The supervised loss is simply conducted over the labeled data $x_{b}$ with cross-entropy minimization, using the ground truth labels $y_{b}$ :

\mathcal{L}_{sup}=\frac{1}{B}\sum_{b=1}^{B}H(y_{b},p(y|DA(x_{b})))

(1)

Similarly, the pseudo labeling loss is penalized over the unlabeled data $u_{b}$ , using the pseudo labels $\hat{p}_{b}$ :

\mathcal{L}_{pl}=\frac{1}{\mu B}\sum_{b=1}^{\mu B}\textbf{1}(max~{}\hat{p_{b}}\geq\tau)H(\hat{p_{b}},p(y|DA(u_{b}))),

(2)

where $\hat{p}_{b}$ denotes the model’s prediction on the unlabeled samples, which is obtained by calibrating the pseudo labels $p_{b}$ predicted from the cross entropy loss term with similarity distribution $\hat{p}_{s}$ from the contrasstive loss term, and will be elaborated in the following section. $\bm{1}$ is an indicator function and we only retain $p_{b}$ whose largest class probability is above a certain threshold $\tau$ for optimization.

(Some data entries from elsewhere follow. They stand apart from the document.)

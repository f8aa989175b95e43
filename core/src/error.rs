//! Error taxonomy for RSVP collection and administration.

use thiserror::Error;

/// Result type alias for core operations.
pub type Result<T> = std::result::Result<T, RsvpError>;

/// Every failure a core operation can report.
///
/// The variants map onto how a caller should react:
///
/// - [`RsvpError::Validation`]: bad or missing input. Caller-correctable,
///   never retried, message safe to show verbatim.
/// - [`RsvpError::Integrity`]: the input is well-formed but conflicts with
///   stored data (unknown food choice, blocked delete, uniqueness).
/// - [`RsvpError::NotFound`]: an addressed row does not exist.
/// - [`RsvpError::Persistence`]: the store failed. Safe to retry: writes
///   either commit fully or not at all.
#[derive(Debug, Error, Clone, PartialEq, Eq)]
pub enum RsvpError {
    /// Malformed or missing caller input.
    #[error("{0}")]
    Validation(String),

    /// Input conflicts with stored data.
    #[error("{message}")]
    Integrity {
        /// What conflicted.
        kind: IntegrityKind,
        /// Human-readable explanation.
        message: String,
    },

    /// Addressed resource does not exist.
    #[error("{resource} with id {id} not found")]
    NotFound {
        /// Resource name, e.g. `"Food choice"`.
        resource: &'static str,
        /// Identifier that was looked up.
        id: String,
    },

    /// Store-level failure. The string is for logs only.
    #[error("Persistence failure: {0}")]
    Persistence(String),
}

/// Sub-kinds of [`RsvpError::Integrity`].
#[derive(Debug, Clone, Copy, PartialEq, Eq)]
pub enum IntegrityKind {
    /// A reference points at a row that does not exist.
    UnknownReference,
    /// The row is still referenced and cannot be removed.
    StillReferenced,
    /// A unique constraint rejected the write.
    Duplicate,
}

impl RsvpError {
    /// Build a validation error.
    #[must_use]
    pub fn validation(message: impl Into<String>) -> Self {
        Self::Validation(message.into())
    }

    /// Build an error for a food choice id that references no row.
    #[must_use]
    pub fn unknown_food_choice(id: impl std::fmt::Display) -> Self {
        Self::Integrity {
            kind: IntegrityKind::UnknownReference,
            message: format!("Food choice {id} does not exist"),
        }
    }

    /// Build an error for a delete blocked by existing references.
    #[must_use]
    pub fn still_referenced(message: impl Into<String>) -> Self {
        Self::Integrity {
            kind: IntegrityKind::StillReferenced,
            message: message.into(),
        }
    }

    /// Build a uniqueness conflict error.
    #[must_use]
    pub fn duplicate(message: impl Into<String>) -> Self {
        Self::Integrity {
            kind: IntegrityKind::Duplicate,
            message: message.into(),
        }
    }

    /// Build a not-found error.
    #[must_use]
    pub fn not_found(resource: &'static str, id: impl std::fmt::Display) -> Self {
        Self::NotFound {
            resource,
            id: id.to_string(),
        }
    }

    /// Build a persistence error from any store error.
    #[must_use]
    pub fn persistence(source: impl std::fmt::Display) -> Self {
        Self::Persistence(source.to_string())
    }

    /// Returns `true` if the caller can fix the request and resubmit.
    ///
    /// # Examples
    ///
    /// ```
    /// # use party_rsvp_core::RsvpError;
    /// assert!(RsvpError::validation("Missing name").is_caller_error());
    /// assert!(!RsvpError::persistence("connection reset").is_caller_error());
    /// ```
    #[must_use]
    pub const fn is_caller_error(&self) -> bool {
        !matches!(self, Self::Persistence(_))
    }
}
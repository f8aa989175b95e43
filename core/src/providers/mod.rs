//! Store capabilities the core depends on.
//!
//! Each trait abstracts one table (or one group of read queries) of the
//! relational store. Services receive them as `Arc<dyn Trait>` so the same
//! code runs against `PostgreSQL` in production and an in-memory store in
//! tests.

pub mod event;
pub mod food;
pub mod invite;
pub mod metrics;
pub mod rsvp;

pub use event::EventSettingsRepository;
pub use food::FoodChoiceRepository;
pub use invite::InviteRepository;
pub use metrics::MetricsRepository;
pub use rsvp::RsvpRepository;
//! Public endpoints used by the RSVP form.
//!
//! - GET /api/event - Event details
//! - GET /api/food-choices - Active food choices
//! - POST /api/rsvp - Submit an RSVP

use crate::server::state::AppState;
use crate::telemetry;
use axum::{Json, extract::State};
use party_rsvp_core::{EventSettings, FoodChoiceId, RsvpId, RsvpSubmission};
use party_rsvp_web::{AppError, AppJson, CorrelationId};
use serde::Serialize;

/// A food choice as offered on the form.
#[derive(Debug, Clone, Serialize)]
pub struct PublicFoodChoice {
    /// Food choice id
    pub id: FoodChoiceId,
    /// Display label
    pub label: String,
}

/// Response after recording an RSVP.
#[derive(Debug, Clone, Serialize)]
pub struct RsvpAccepted {
    /// Always `true`
    pub ok: bool,
    /// Id of the new RSVP
    pub id: RsvpId,
}

/// Get the event details shown above the form.
pub async fn get_event(State(state): State<AppState>) -> Result<Json<EventSettings>, AppError> {
    let settings = state.stores.event_settings.get_event_settings().await?;
    Ok(Json(settings))
}

/// List the active food choices, id ascending.
pub async fn list_food_choices(
    State(state): State<AppState>,
) -> Result<Json<Vec<PublicFoodChoice>>, AppError> {
    let choices = state
        .stores
        .food_choices
        .list_food_choices(true)
        .await?
        .into_iter()
        .map(|c| PublicFoodChoice {
            id: c.id,
            label: c.label,
        })
        .collect();
    Ok(Json(choices))
}

/// Submit an RSVP.
///
/// # Example
///
/// ```bash
/// curl -X POST http://localhost:3001/api/rsvp \
///   -H "Content-Type: application/json" \
///   -d '{
///     "invite_name_entered": "Alex",
///     "phone": "0700000000",
///     "children": [
///       {"child_name": "Sam", "food_choice_id": 1},
///       {"child_name": "Kim", "food_choice_id": "2",
///        "has_dietary_requirements": true, "dietary_requirements": "No nuts"}
///     ]
///   }'
/// # {"ok":true,"id":42}
/// ```
pub async fn submit_rsvp(
    State(state): State<AppState>,
    correlation_id: CorrelationId,
    AppJson(submission): AppJson<RsvpSubmission>,
) -> Result<Json<RsvpAccepted>, AppError> {
    match state.rsvp_writer.submit(&submission).await {
        Ok(rsvp) => {
            telemetry::record_submission_accepted(rsvp.children.len());
            tracing::info!(
                correlation_id = %correlation_id.0,
                rsvp_id = %rsvp.id,
                children = rsvp.children.len(),
                "RSVP accepted"
            );
            Ok(Json(RsvpAccepted { ok: true, id: rsvp.id }))
        }
        Err(e) => {
            telemetry::record_submission_error(&e);
            Err(e.into())
        }
    }
}
//! HTTP API handlers.

pub mod admin;
pub mod public;
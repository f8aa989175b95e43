//! # Party RSVP Testing
//!
//! Testing utilities for the party RSVP collector.
//!
//! This crate provides:
//! - [`InMemoryStore`]: every core repository trait over in-memory tables
//! - [`FixedClock`]: deterministic time
//! - Fixtures for building submissions and uploads
//! - Property-based testing strategies
//!
//! ## Example
//!
//! ```ignore
//! use party_rsvp_testing::{InMemoryStore, fixtures};
//! use party_rsvp_core::{RsvpPolicy, RsvpWriter};
//!
//! #[tokio::test]
//! async fn test_rsvp_flow() {
//!     let store = Arc::new(InMemoryStore::with_food_choices(&["Pizza"]));
//!     let pizza = store.food_choice_id("Pizza").unwrap();
//!     let writer = RsvpWriter::new(store.clone(), RsvpPolicy::default());
//!
//!     writer
//!         .submit(&fixtures::submission("Alex", &[("Sam", pizza)]))
//!         .await
//!         .unwrap();
//!
//!     assert_eq!(store.child_count(), 1);
//! }
//! ```

use chrono::{DateTime, Utc};
use party_rsvp_core::environment::Clock;

pub mod store;

pub use store::{InMemoryStore, default_event_settings};

/// Mock implementations of environment traits.
pub mod mocks {
    use super::{Clock, DateTime, Utc};
    use std::sync::RwLock;

    /// Clock for deterministic tests.
    ///
    /// Returns the same time until moved with [`FixedClock::advance`].
    ///
    /// # Example
    ///
    /// ```
    /// use party_rsvp_testing::mocks::FixedClock;
    /// use party_rsvp_core::environment::Clock;
    /// use chrono::{Duration, Utc};
    ///
    /// let clock = FixedClock::new(Utc::now());
    /// let time1 = clock.now();
    /// assert_eq!(time1, clock.now());
    ///
    /// clock.advance(Duration::hours(1));
    /// assert_eq!(clock.now() - time1, Duration::hours(1));
    /// ```
    #[derive(Debug)]
    pub struct FixedClock {
        time: RwLock<DateTime<Utc>>,
    }

    impl FixedClock {
        /// Create a new fixed clock with the given time
        #[must_use]
        pub const fn new(time: DateTime<Utc>) -> Self {
            Self {
                time: RwLock::new(time),
            }
        }

        /// Move the clock forward.
        #[allow(clippy::unwrap_used)] // Lock poisoning only follows a test panic
        pub fn advance(&self, by: chrono::Duration) {
            let mut time = self.time.write().unwrap();
            *time += by;
        }
    }

    impl Clock for FixedClock {
        #[allow(clippy::unwrap_used)] // Lock poisoning only follows a test panic
        fn now(&self) -> DateTime<Utc> {
            *self.time.read().unwrap()
        }
    }

    /// Create a default fixed clock for tests (2025-01-01 00:00:00 UTC)
    #[must_use]
    pub fn test_clock() -> FixedClock {
        FixedClock::new(DateTime::<Utc>::from_timestamp(1_735_689_600, 0).unwrap_or_default())
    }
}

/// Builders for common test inputs.
pub mod fixtures {
    use party_rsvp_core::{ChildSubmission, FoodChoiceId, FoodChoiceIdInput, RsvpSubmission};

    /// A submission with one child per `(name, food)` pair and no dietary notes.
    #[must_use]
    pub fn submission(name: &str, children: &[(&str, FoodChoiceId)]) -> RsvpSubmission {
        RsvpSubmission {
            invite_name_entered: name.to_string(),
            phone: Some("0700 000 000".to_string()),
            children: children
                .iter()
                .map(|(child_name, food)| child(child_name, *food))
                .collect(),
        }
    }

    /// A child entry without dietary requirements.
    #[must_use]
    pub fn child(name: &str, food: FoodChoiceId) -> ChildSubmission {
        ChildSubmission {
            child_name: name.to_string(),
            food_choice_id: Some(FoodChoiceIdInput::Number(food.get())),
            has_dietary_requirements: false,
            dietary_requirements: None,
        }
    }

    /// A child entry with a dietary note.
    #[must_use]
    pub fn child_with_diet(name: &str, food: FoodChoiceId, note: &str) -> ChildSubmission {
        ChildSubmission {
            has_dietary_requirements: true,
            dietary_requirements: Some(note.to_string()),
            ..child(name, food)
        }
    }

    /// A guest list upload with an `invite_name,phone` header.
    #[must_use]
    pub fn guest_list(rows: &[(&str, &str)]) -> Vec<u8> {
        let mut out = String::from("invite_name,phone\n");
        for (name, phone) in rows {
            out.push_str(name);
            out.push(',');
            out.push_str(phone);
            out.push('\n');
        }
        out.into_bytes()
    }
}

/// Property-based testing strategies.
pub mod properties {
    use party_rsvp_core::{ChildSubmission, FoodChoiceId, FoodChoiceIdInput};
    use proptest::prelude::*;

    /// Names that survive trimming.
    pub fn name() -> impl Strategy<Value = String> {
        "[A-Za-z][A-Za-z ]{0,15}[A-Za-z]"
    }

    /// A valid child entry choosing one of `foods`.
    pub fn child(foods: Vec<FoodChoiceId>) -> impl Strategy<Value = ChildSubmission> {
        (name(), proptest::sample::select(foods), proptest::option::of("[a-z ]{0,8}[a-z]"))
            .prop_map(|(child_name, food, note)| ChildSubmission {
                child_name,
                food_choice_id: Some(FoodChoiceIdInput::Number(food.get())),
                has_dietary_requirements: note.is_some(),
                dietary_requirements: note,
            })
    }

    /// Between one and `max` valid children.
    pub fn children(
        foods: Vec<FoodChoiceId>,
        max: usize,
    ) -> impl Strategy<Value = Vec<ChildSubmission>> {
        proptest::collection::vec(child(foods), 1..=max)
    }
}

/// Install a test-friendly tracing subscriber once per process.
///
/// Output is captured by the test harness; set `RUST_LOG` to see it.
pub fn init_tracing() {
    let _ = tracing_subscriber::fmt()
        .with_env_filter(tracing_subscriber::EnvFilter::from_default_env())
        .with_test_writer()
        .try_init();
}

// Re-export commonly used items
pub use mocks::{FixedClock, test_clock};
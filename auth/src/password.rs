//! bcrypt password hashing on the blocking pool.
//!
//! bcrypt is deliberately slow, so every call is moved off the async
//! workers with `spawn_blocking`.

use crate::error::{AuthError, Result};

/// Well-formed bcrypt hash matching no password, verified against when the
/// email is unknown so both failure paths cost the same.
const DUMMY_HASH: &str = "$2b$10$abcdefghijklmnopqrstu.ABCDEFGHIJKLMNOPQRSTUVWXYZ0123.";

/// Hash `password` with the given bcrypt cost.
///
/// # Errors
///
/// Returns `AuthError::PasswordHash` if hashing fails or the cost is out of
/// range.
pub async fn hash_password(password: &str, cost: u32) -> Result<String> {
    let password = password.to_string();
    tokio::task::spawn_blocking(move || bcrypt::hash(password, cost))
        .await
        .map_err(|e| AuthError::InternalError(format!("hashing task failed: {e}")))?
        .map_err(|e| AuthError::PasswordHash(e.to_string()))
}

/// Check `password` against a stored bcrypt hash (`$2a$`, `$2b$` or `$2y$`).
///
/// # Errors
///
/// Returns `AuthError::PasswordHash` if the stored hash is malformed.
pub async fn verify_password(password: &str, hash: &str) -> Result<bool> {
    let password = password.to_string();
    let hash = hash.to_string();
    tokio::task::spawn_blocking(move || bcrypt::verify(password, &hash))
        .await
        .map_err(|e| AuthError::InternalError(format!("verification task failed: {e}")))?
        .map_err(|e| AuthError::PasswordHash(e.to_string()))
}

/// Burn the same work as a real verification. The result is ignored.
pub(crate) async fn verify_dummy(password: &str) {
    let _ = verify_password(password, DUMMY_HASH).await;
}

#[cfg(test)]
mod tests {
    use super::*;

    // Minimum cost keeps the tests fast.
    const TEST_COST: u32 = 4;

    #[tokio::test]
    async fn test_hash_then_verify() {
        let hash = hash_password("hunter2", TEST_COST).await.unwrap_or_default();
        assert!(hash.starts_with("$2b$04$"));
        assert_eq!(verify_password("hunter2", &hash).await, Ok(true));
        assert_eq!(verify_password("hunter3", &hash).await, Ok(false));
    }

    #[tokio::test]
    async fn test_dummy_hash_matches_nothing() {
        assert_eq!(verify_password("", DUMMY_HASH).await, Ok(false));
    }

    #[tokio::test]
    async fn test_malformed_hash_is_an_error() {
        assert!(matches!(
            verify_password("x", "plaintext").await,
            Err(AuthError::PasswordHash(_))
        ));
    }
}
//! Invite name comparison.
//!
//! Import deduplicates invites by a key derived from the name. Which names
//! count as "the same" is configurable; the store only ever compares keys.

use std::fmt;
use std::str::FromStr;

/// How two invite names are compared during import.
#[derive(Clone, Copy, Debug, Default, PartialEq, Eq)]
pub enum InviteNameMatching {
    /// Byte-for-byte after trimming the ends.
    #[default]
    Exact,
    /// Ignores letter case.
    CaseInsensitive,
    /// Ignores letter case and collapses runs of inner whitespace.
    Normalized,
}

impl InviteNameMatching {
    /// Deduplication key for `name`.
    ///
    /// # Examples
    ///
    /// ```
    /// use party_rsvp_core::InviteNameMatching;
    ///
    /// assert_eq!(InviteNameMatching::Exact.key(" Jordan Lee "), "Jordan Lee");
    /// assert_eq!(InviteNameMatching::CaseInsensitive.key("Jordan  Lee"), "jordan  lee");
    /// assert_eq!(InviteNameMatching::Normalized.key("Jordan  Lee"), "jordan lee");
    /// ```
    #[must_use]
    pub fn key(self, name: &str) -> String {
        let trimmed = name.trim();
        match self {
            Self::Exact => trimmed.to_string(),
            Self::CaseInsensitive => trimmed.to_lowercase(),
            Self::Normalized => trimmed
                .split_whitespace()
                .collect::<Vec<_>>()
                .join(" ")
                .to_lowercase(),
        }
    }

    /// Configuration spelling of this mode.
    #[must_use]
    pub const fn as_str(self) -> &'static str {
        match self {
            Self::Exact => "exact",
            Self::CaseInsensitive => "case-insensitive",
            Self::Normalized => "normalized",
        }
    }
}

impl fmt::Display for InviteNameMatching {
    fn fmt(&self, f: &mut fmt::Formatter<'_>) -> fmt::Result {
        f.write_str(self.as_str())
    }
}

/// Unknown matching mode name.
#[derive(Debug, Clone, PartialEq, Eq, thiserror::Error)]
#[error("unknown invite name matching mode '{0}' (expected exact, case-insensitive or normalized)")]
pub struct UnknownMatchingMode(pub String);

impl FromStr for InviteNameMatching {
    type Err = UnknownMatchingMode;

    fn from_str(s: &str) -> Result<Self, Self::Err> {
        match s.trim().to_ascii_lowercase().as_str() {
            "exact" => Ok(Self::Exact),
            "case-insensitive" | "case_insensitive" => Ok(Self::CaseInsensitive),
            "normalized" | "normalised" => Ok(Self::Normalized),
            other => Err(UnknownMatchingMode(other.to_string())),
        }
    }
}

For contrastive loss, different from [12], we adjust the contrastive loss term to allow for multiple positive samples during each forward propagation so that similar images that belong to the corresponding class prototype are pulled together for more discriminative representation. We defer the definition of contrastive loss term in the following section. The overall losses can be formulated as:

\mathcal{L}=\mathcal{L}_{sup}+\lambda_{pl}\mathcal{L}_{pl}+\lambda_{ctr}\mathcal{L}_{ctr},

(3)

where $\lambda_{pl}$ and $\lambda_{ctr}$ are the balancing factors that control the weights of the two losses. In the following, we describe the terms $\mathcal{L}_{pl}$ and $\mathcal{L}_{ctr}$ in detail and elaborate the similarity co-calibration procedure among the two branches.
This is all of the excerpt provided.